EVER watched a TV show set in a workplace and thought, ‘Hang on, aren’t they meant to be doing something?’. Here are five where they’d be sacked for poor discipline:
For a supposedly thriving Boston bar, Cheers doesn’t serve a lot of customers, and especially not unnamed non-regulars. There’ll be whole fifteen-minute segments where Diane is too busy quoting poetry or bickering with Sam to take a single sodding order, yet weirdly no one complains and flounces off to try a different watering hole.
The Office (US)
Both the UK and US versions of the show do a remarkable job of showcasing humanity’s foibles and the mundanity of a desk job, but productivity must be in the pits. Between Jim’s pranks and will-they-won’t-they romances, at the American branch they can’t have sold more than a few sheets of paper in almost a decade.

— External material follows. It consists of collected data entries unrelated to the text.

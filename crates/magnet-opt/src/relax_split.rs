// ─────────────────────────────────────────────────────────────────────
// SCPN Fusion Core — Relax-and-Split
// © 1998–2026 Miroslav Šotek. All rights reserved.
// Contact: www.anulum.li | protoscience@anulum.li
// ORCID: https://orcid.org/0009-0009-3560-0851
// License: GNU AGPL v3 | Commercial licensing available
// ─────────────────────────────────────────────────────────────────────
//! Outer relax-and-split loop around MwPGP.
//!
//! The smooth objective is solved for `m` with a coupling term pulling it
//! towards the sparse proxy `w`; `w` is then the proximal map of the sparsity
//! penalty applied to `m`. Penalty weights are non-dimensionalised by ‖AᵀA‖₂
//! so the same numbers work across grids of different size.

use crate::constraints::project_onto_balls;
use crate::mwpgp::{mwpgp, QpSystem};
use crate::problem::MagnetProblem;
use magnet_math::linalg::{cgls, pinv_svd};
use magnet_types::config::{Algorithm, InitialGuess, MwpgpParams, SolverConfig, SparsityPenalty};
use magnet_types::constants::DIPOLE_DIM;
use magnet_types::error::{MagnetError, MagnetResult};
use magnet_types::state::{HistoryEntry, ObjectiveTerms};
use ndarray::{Array1, Array2};
use rand::rngs::StdRng;
use rand::{Rng, SeedableRng};
use tracing::{debug, info, instrument};

/// Above this many unknowns the pseudo-inverse guess uses CGLS instead of SVD.
const PINV_SVD_MAX_DIM: usize = 60;

#[derive(Debug, Clone)]
pub struct OptimizationResult {
    /// Solution of the smooth subproblem.
    pub m: Array1<f64>,
    /// Sparse proxy after the last proximal step (equals `m` without a penalty).
    pub m_proxy: Array1<f64>,
    pub history: Vec<HistoryEntry>,
    /// Objective breakdown after each outer step.
    pub outer_objectives: Vec<ObjectiveTerms>,
    pub inner_iterations: usize,
    pub outer_iterations: usize,
    pub converged: bool,
    /// Mean |B·n| (T) of the initial guess.
    pub initial_bnormal: f64,
    pub final_bnormal: f64,
    pub final_bnormal_proxy: f64,
}

impl OptimizationResult {
    /// Triplets of the proxy with non-zero moment.
    pub fn active_dipoles(&self) -> usize {
        nonzero_triplets(&self.m_proxy)
    }
}

// ── Proximal operators ───────────────────────────────────────────────

/// Hard threshold per triplet: zero every dipole with ‖m_k‖ < `threshold`.
pub fn prox_l0(m: &Array1<f64>, threshold: f64) -> Array1<f64> {
    let mut w = m.clone();
    for mut t in w.exact_chunks_mut(DIPOLE_DIM) {
        if t.dot(&t).sqrt() < threshold {
            t.fill(0.0);
        }
    }
    w
}

/// Soft threshold per coordinate.
pub fn prox_l1(m: &Array1<f64>, threshold: f64) -> Array1<f64> {
    m.mapv(|v| v.signum() * (v.abs() - threshold).max(0.0))
}

fn nonzero_triplets(m: &Array1<f64>) -> usize {
    m.exact_chunks(DIPOLE_DIM)
        .into_iter()
        .filter(|t| t.iter().any(|v| *v != 0.0))
        .count()
}

/// Penalty weight as seen by the solver; `nu` is the unscaled coupling.
pub fn scaled_penalty(penalty: &SparsityPenalty, nu: f64, ata_scale: f64, max_moment: f64) -> f64 {
    match *penalty {
        SparsityPenalty::L0 { reg } => reg * ata_scale * max_moment * max_moment / (2.0 * nu),
        SparsityPenalty::L1 { reg } => reg * ata_scale / nu,
    }
}

/// Proximal map of the scaled penalty with coupling νₛ.
fn prox(penalty: &SparsityPenalty, reg_s: f64, nu_s: f64, m: &Array1<f64>) -> Array1<f64> {
    match penalty {
        SparsityPenalty::L0 { .. } => prox_l0(m, (2.0 * reg_s * nu_s).sqrt()),
        SparsityPenalty::L1 { .. } => prox_l1(m, reg_s * nu_s),
    }
}

// ── Initial guess ────────────────────────────────────────────────────

/// Starting moments, always projected onto the ball constraints.
pub fn initial_guess(problem: &MagnetProblem, guess: &InitialGuess) -> MagnetResult<Array1<f64>> {
    let m_max = problem.grid().m_maxima();
    let n = DIPOLE_DIM * m_max.len();
    let mut m = match guess {
        InitialGuess::Zero => Array1::zeros(n),
        InitialGuess::Random { seed } => {
            let mut rng = StdRng::seed_from_u64(*seed);
            Array1::from_shape_fn(n, |i| {
                let bound = m_max[i / DIPOLE_DIM];
                if bound > 0.0 {
                    rng.gen_range(-bound..=bound)
                } else {
                    0.0
                }
            })
        }
        InitialGuess::PseudoInverse => least_squares(problem.operator().a(), problem.operator().b())?,
        InitialGuess::Provided { moments } => {
            if moments.len() != n {
                return Err(MagnetError::ConfigError(format!(
                    "initial guess has {} entries, expected 3 × {} = {n}",
                    moments.len(),
                    m_max.len()
                )));
            }
            Array1::from(moments.clone())
        }
    };
    project_onto_balls(&mut m, m_max);
    Ok(m)
}

/// Minimum-norm least-squares solution of A m = b.
fn least_squares(a: &Array2<f64>, b: &Array1<f64>) -> MagnetResult<Array1<f64>> {
    if a.ncols() <= PINV_SVD_MAX_DIM {
        let frobenius = a.iter().map(|v| v * v).sum::<f64>().sqrt();
        Ok(pinv_svd(a, 1e-10 * frobenius).dot(b))
    } else {
        cgls(a, b, 0.0, 2 * a.ncols(), 1e-10)
    }
}

// ── Objective bookkeeping ────────────────────────────────────────────

struct ObjectiveWeights<'a> {
    params: &'a MwpgpParams,
    shift: &'a Array1<f64>,
    nu_s: Option<f64>,
    penalty: Option<(SparsityPenalty, f64)>,
}

impl ObjectiveWeights<'_> {
    fn evaluate(
        &self,
        problem: &MagnetProblem,
        m: &Array1<f64>,
        w: &Array1<f64>,
    ) -> MagnetResult<ObjectiveTerms> {
        let mut terms = ObjectiveTerms {
            data: problem.operator().squared_flux(m)?,
            l2: self.params.reg_l2 * m.dot(m),
            ..Default::default()
        };
        if self.params.reg_l2_shifted > 0.0 {
            let d = m - self.shift;
            terms.l2_shifted = self.params.reg_l2_shifted * d.dot(&d);
        }
        if let Some(nu_s) = self.nu_s {
            let d = m - w;
            terms.relax = d.dot(&d) / (2.0 * nu_s);
        }
        match self.penalty {
            Some((SparsityPenalty::L0 { .. }, reg_s)) => terms.l0 = reg_s * nonzero_triplets(w) as f64,
            Some((SparsityPenalty::L1 { .. }, reg_s)) => {
                terms.l1 = reg_s * w.mapv(f64::abs).sum()
            }
            None => {}
        }
        Ok(terms)
    }
}

fn add_to_diagonal(h: &mut Array2<f64>, value: f64) {
    if value != 0.0 {
        h.diag_mut().mapv_inplace(|d| d + value);
    }
}

// ── Driver ───────────────────────────────────────────────────────────

/// Run the configured solver on a prepared problem.
#[instrument(skip_all, fields(dipoles = problem.num_dipoles()))]
pub fn optimize(problem: &MagnetProblem, config: &SolverConfig) -> MagnetResult<OptimizationResult> {
    config.validate()?;
    let op = problem.operator();
    let ata_scale = op.ata_scale();
    if ata_scale <= 0.0 {
        return Err(MagnetError::LinAlg(
            "AᵀA vanishes: no dipole couples to the plasma boundary".to_string(),
        ));
    }
    let params = &config.mwpgp;
    let m_max = problem.grid().m_maxima();
    let shift = Array1::from_shape_fn(op.num_moments(), |i| m_max[i / DIPOLE_DIM]);

    let mut rhs_base = op.atb().clone();
    rhs_base.scaled_add(2.0 * params.reg_l2_shifted, &shift);
    let mut hessian = op.ata().clone();
    add_to_diagonal(&mut hessian, 2.0 * (params.reg_l2 + params.reg_l2_shifted));

    let m0 = initial_guess(problem, &config.initial_guess)?;
    let initial_bnormal = op.mean_abs_bnormal(&m0)?;
    info!(initial_bnormal, ata_scale, "starting permanent-magnet solve");

    let mut history = Vec::new();
    let mut outer_objectives = Vec::new();
    let mut inner_iterations = 0;

    let (m, m_proxy, outer_iterations, converged) = match &config.algorithm {
        Algorithm::Mwpgp => {
            let system = QpSystem::new(&hessian, m_max.clone(), config.geometric_threshold)?;
            let outcome = mwpgp(&system, &rhs_base, &m0, params)?;
            let weights = ObjectiveWeights {
                params,
                shift: &shift,
                nu_s: None,
                penalty: None,
            };
            for (iteration, x) in outcome.snapshots {
                history.push(HistoryEntry {
                    iteration,
                    outer_step: 0,
                    objective: weights.evaluate(problem, &x, &x)?,
                    moments: x,
                });
            }
            outer_objectives.push(weights.evaluate(problem, &outcome.x, &outcome.x)?);
            inner_iterations = outcome.iterations;
            (outcome.x.clone(), outcome.x, 1, outcome.converged)
        }
        Algorithm::RelaxAndSplit { penalty, params: rs } => {
            let nu_s = rs.nu / ata_scale;
            add_to_diagonal(&mut hessian, 1.0 / nu_s);
            let system = QpSystem::new(&hessian, m_max.clone(), config.geometric_threshold)?;
            let max_moment = problem.grid().max_moment();

            let mut m = m0.clone();
            let mut w = m0;
            let mut steps = 0;
            let mut converged = false;
            for step in 0..rs.max_iter {
                let stepped = penalty.with_reg(penalty.reg() * rs.escalation.factor(step, rs.max_iter));
                let reg_s = scaled_penalty(&stepped, rs.nu, ata_scale, max_moment);
                let weights = ObjectiveWeights {
                    params,
                    shift: &shift,
                    nu_s: Some(nu_s),
                    penalty: Some((stepped, reg_s)),
                };

                let mut rhs = rhs_base.clone();
                rhs.scaled_add(1.0 / nu_s, &w);
                let outcome = mwpgp(&system, &rhs, &m, params)?;
                inner_iterations += outcome.iterations;
                for (iteration, x) in outcome.snapshots {
                    history.push(HistoryEntry {
                        iteration,
                        outer_step: step,
                        objective: weights.evaluate(problem, &x, &w)?,
                        moments: x,
                    });
                }
                m = outcome.x;
                w = prox(&stepped, reg_s, nu_s, &m);
                let terms = weights.evaluate(problem, &m, &w)?;
                let gap = (&m - &w).mapv(|v| v * v).sum().sqrt();
                info!(
                    step,
                    reg = reg_s,
                    data = terms.data,
                    total = terms.total(),
                    active = nonzero_triplets(&w),
                    gap,
                    "relax-and-split step"
                );
                outer_objectives.push(terms);
                steps = step + 1;
                if gap < rs.epsilon {
                    converged = true;
                    break;
                }
            }
            (m, w, steps, converged)
        }
    };

    let final_bnormal = op.mean_abs_bnormal(&m)?;
    let final_bnormal_proxy = op.mean_abs_bnormal(&m_proxy)?;
    debug!(inner_iterations, outer_iterations, converged, "solver loop done");
    info!(
        initial_bnormal,
        final_bnormal,
        final_bnormal_proxy,
        active = nonzero_triplets(&m_proxy),
        "permanent-magnet solve finished"
    );
    Ok(OptimizationResult {
        m,
        m_proxy,
        history,
        outer_objectives,
        inner_iterations,
        outer_iterations,
        converged,
        initial_bnormal,
        final_bnormal,
        final_bnormal_proxy,
    })
}
// ─────────────────────────────────────────────────────────────────────
// SCPN Fusion Core — Surface Trait
// © 1998–2026 Miroslav Šotek. All rights reserved.
// Contact: www.anulum.li | protoscience@anulum.li
// ORCID: https://orcid.org/0009-0009-3560-0851
// License: GNU AGPL v3 | Commercial licensing available
// ─────────────────────────────────────────────────────────────────────
//! Sampled toroidal surfaces and normal-offset construction.
//!
//! Quadrature points are fractions of a full turn: the physical toroidal
//! angle of slice `i` is 2π·`quadpoints_phi()[i]`, likewise for θ.

use magnet_math::vec3::{cross, norm, scale, try_normalize};
use magnet_types::error::{MagnetError, MagnetResult};
use ndarray::{Array3, Axis};
use std::f64::consts::PI;

/// Relative tolerance when comparing quadrature points of two surfaces.
const QUADPOINT_TOL: f64 = 1e-12;

/// Toroidal extent covered by the φ quadrature points.
#[derive(Debug, Clone, Copy, PartialEq, Eq)]
pub enum QuadRange {
    FullTorus,
    FieldPeriod,
    /// Half a field period, shifted by half a step off the symmetry plane.
    HalfPeriod,
}

pub fn quadpoints_phi(range: QuadRange, nfp: usize, nphi: usize) -> Vec<f64> {
    let nfp = nfp.max(1) as f64;
    let n = nphi as f64;
    (0..nphi)
        .map(|i| {
            let i = i as f64;
            match range {
                QuadRange::FullTorus => i / n,
                QuadRange::FieldPeriod => i / (nfp * n),
                QuadRange::HalfPeriod => (i + 0.5) / (2.0 * nfp * n),
            }
        })
        .collect()
}

pub fn quadpoints_theta(ntheta: usize) -> Vec<f64> {
    (0..ntheta).map(|j| j as f64 / ntheta as f64).collect()
}

pub(crate) fn validate_quadpoints(phi: &[f64], theta: &[f64]) -> MagnetResult<()> {
    if phi.len() < 2 || theta.len() < 2 {
        return Err(MagnetError::ConfigError(format!(
            "surface needs at least 2 quadrature points per direction, got nphi={} ntheta={}",
            phi.len(),
            theta.len()
        )));
    }
    if phi.iter().chain(theta).any(|q| !q.is_finite()) {
        return Err(MagnetError::ConfigError(
            "surface quadrature points must be finite".to_string(),
        ));
    }
    Ok(())
}

pub trait ToroidalSurface: Send + Sync {
    fn nfp(&self) -> usize;

    fn quadpoints_phi(&self) -> &[f64];

    fn quadpoints_theta(&self) -> &[f64];

    /// Surface points, shape (nφ, nθ, 3).
    fn gamma(&self) -> Array3<f64>;

    /// Un-normalized normal ∂γ/∂φ × ∂γ/∂θ, shape (nφ, nθ, 3).
    fn normal(&self) -> Array3<f64>;

    fn unitnormal(&self) -> Array3<f64> {
        let mut n = self.normal();
        for mut v in n.lanes_mut(Axis(2)) {
            let len = norm([v[0], v[1], v[2]]);
            if len > 0.0 {
                v /= len;
            }
        }
        n
    }

    fn dims(&self) -> (usize, usize) {
        (self.quadpoints_phi().len(), self.quadpoints_theta().len())
    }

    /// Physical toroidal spacing Δφ (rad).
    fn dphi(&self) -> f64 {
        let q = self.quadpoints_phi();
        2.0 * PI * (q[1] - q[0])
    }

    /// Physical poloidal spacing Δθ (rad).
    fn dtheta(&self) -> f64 {
        let q = self.quadpoints_theta();
        2.0 * PI * (q[1] - q[0])
    }

    /// Shift every point by `distance` along its unit normal projected onto
    /// the constant-φ plane. The offset surface keeps this surface's normals.
    fn extend_via_projected_normal(&self, distance: f64) -> SampledSurface {
        let mut gamma = self.gamma();
        let unit = self.unitnormal();
        let (nphi, ntheta) = self.dims();
        for i in 0..nphi {
            for j in 0..ntheta {
                let (x, y) = (gamma[[i, j, 0]], gamma[[i, j, 1]]);
                let phi = y.atan2(x);
                let (sin_p, cos_p) = phi.sin_cos();
                let n = [unit[[i, j, 0]], unit[[i, j, 1]], unit[[i, j, 2]]];
                let n_r = n[0] * cos_p + n[1] * sin_p;
                let shift = match try_normalize([n_r, 0.0, n[2]]) {
                    Some(p) => [p[0] * cos_p, p[0] * sin_p, p[2]],
                    None => n,
                };
                let shift = scale(shift, distance);
                for c in 0..3 {
                    gamma[[i, j, c]] += shift[c];
                }
            }
        }
        SampledSurface {
            nfp: self.nfp(),
            quadpoints_phi: self.quadpoints_phi().to_vec(),
            quadpoints_theta: self.quadpoints_theta().to_vec(),
            gamma,
            normal: self.normal(),
        }
    }
}

/// Check that two surfaces are sampled at the same (φ, θ) points.
pub fn check_same_quadrature(
    a: &dyn ToroidalSurface,
    b: &dyn ToroidalSurface,
    what: &str,
) -> MagnetResult<()> {
    let (pa, ta) = (a.quadpoints_phi(), a.quadpoints_theta());
    let (pb, tb) = (b.quadpoints_phi(), b.quadpoints_theta());
    if pa.len() != pb.len() || ta.len() != tb.len() {
        return Err(MagnetError::SurfaceMismatch(format!(
            "{what}: quadrature sizes differ ({}x{} vs {}x{})",
            pa.len(),
            ta.len(),
            pb.len(),
            tb.len()
        )));
    }
    let close = |x: &f64, y: &f64| (x - y).abs() <= QUADPOINT_TOL * (1.0 + x.abs());
    if !pa.iter().zip(pb).all(|(x, y)| close(x, y)) || !ta.iter().zip(tb).all(|(x, y)| close(x, y))
    {
        return Err(MagnetError::SurfaceMismatch(format!(
            "{what}: quadrature point locations differ"
        )));
    }
    Ok(())
}

/// Tabulated surface: points and normals stored directly.
#[derive(Debug, Clone)]
pub struct SampledSurface {
    nfp: usize,
    quadpoints_phi: Vec<f64>,
    quadpoints_theta: Vec<f64>,
    gamma: Array3<f64>,
    normal: Array3<f64>,
}

impl SampledSurface {
    pub fn new(
        nfp: usize,
        quadpoints_phi: Vec<f64>,
        quadpoints_theta: Vec<f64>,
        gamma: Array3<f64>,
        normal: Array3<f64>,
    ) -> MagnetResult<Self> {
        validate_quadpoints(&quadpoints_phi, &quadpoints_theta)?;
        let expected = [quadpoints_phi.len(), quadpoints_theta.len(), 3];
        if gamma.shape() != expected {
            return Err(MagnetError::shape("surface gamma", &expected, gamma.shape()));
        }
        if normal.shape() != expected {
            return Err(MagnetError::shape("surface normal", &expected, normal.shape()));
        }
        Ok(Self {
            nfp,
            quadpoints_phi,
            quadpoints_theta,
            gamma,
            normal,
        })
    }

    /// Snapshot any surface into tabulated form.
    pub fn from_surface(surface: &dyn ToroidalSurface) -> Self {
        Self {
            nfp: surface.nfp(),
            quadpoints_phi: surface.quadpoints_phi().to_vec(),
            quadpoints_theta: surface.quadpoints_theta().to_vec(),
            gamma: surface.gamma(),
            normal: surface.normal(),
        }
    }
}

impl ToroidalSurface for SampledSurface {
    fn nfp(&self) -> usize {
        self.nfp
    }

    fn quadpoints_phi(&self) -> &[f64] {
        &self.quadpoints_phi
    }

    fn quadpoints_theta(&self) -> &[f64] {
        &self.quadpoints_theta
    }

    fn gamma(&self) -> Array3<f64> {
        self.gamma.clone()
    }

    fn normal(&self) -> Array3<f64> {
        self.normal.clone()
    }
}

/// Area element |n| summed with the quadrature weights: ∫ dA ≈ Σ |n| Δφ̂ Δθ̂.
pub fn surface_area(surface: &dyn ToroidalSurface) -> f64 {
    let q_phi = surface.quadpoints_phi();
    let q_theta = surface.quadpoints_theta();
    let weight = (q_phi[1] - q_phi[0]) * (q_theta[1] - q_theta[0]);
    surface
        .normal()
        .lanes(Axis(2))
        .into_iter()
        .map(|v| norm([v[0], v[1], v[2]]))
        .sum::<f64>()
        * weight
}

pub(crate) fn normal_from_tangents(d_phi: [f64; 3], d_theta: [f64; 3]) -> [f64; 3] {
    cross(d_phi, d_theta)
}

Their shareholders should have jumped ship and shut them down years ago.
For the heads of a multi-billion-dollar company, Logan and his kids spend a lot of time threatening each other with florid language and not very much time managing employees or watching PowerPoints. If they want to hold onto their private jets and $600 dollar baseball caps, they should spend less working hours telling each other to f**k off and more formatting Excel spreadsheets.
And you thought the NHS was bad. If you ever had a medical emergency, you’d hate to be checked into the Sacred Heart Hospital. Never mind your bursting appendix, the junior doctor and surgeon are stuck in a musical episode with special guest star Michael J. Fox, and – oh no, you died to teach them a lesson about seizing the day.
Maybe the 1960s really was a golden age when a man could come into work at 9am, be drunk by 11, go for a long lunch with his mistress, come up with one brilliant idea for Heinz Ketchup that sums up the whole emotional thrust of the episode, and then go home. But Christ, if you were a paying client you’d be a bit pissed off, never mind how sexy Jon Hamm is.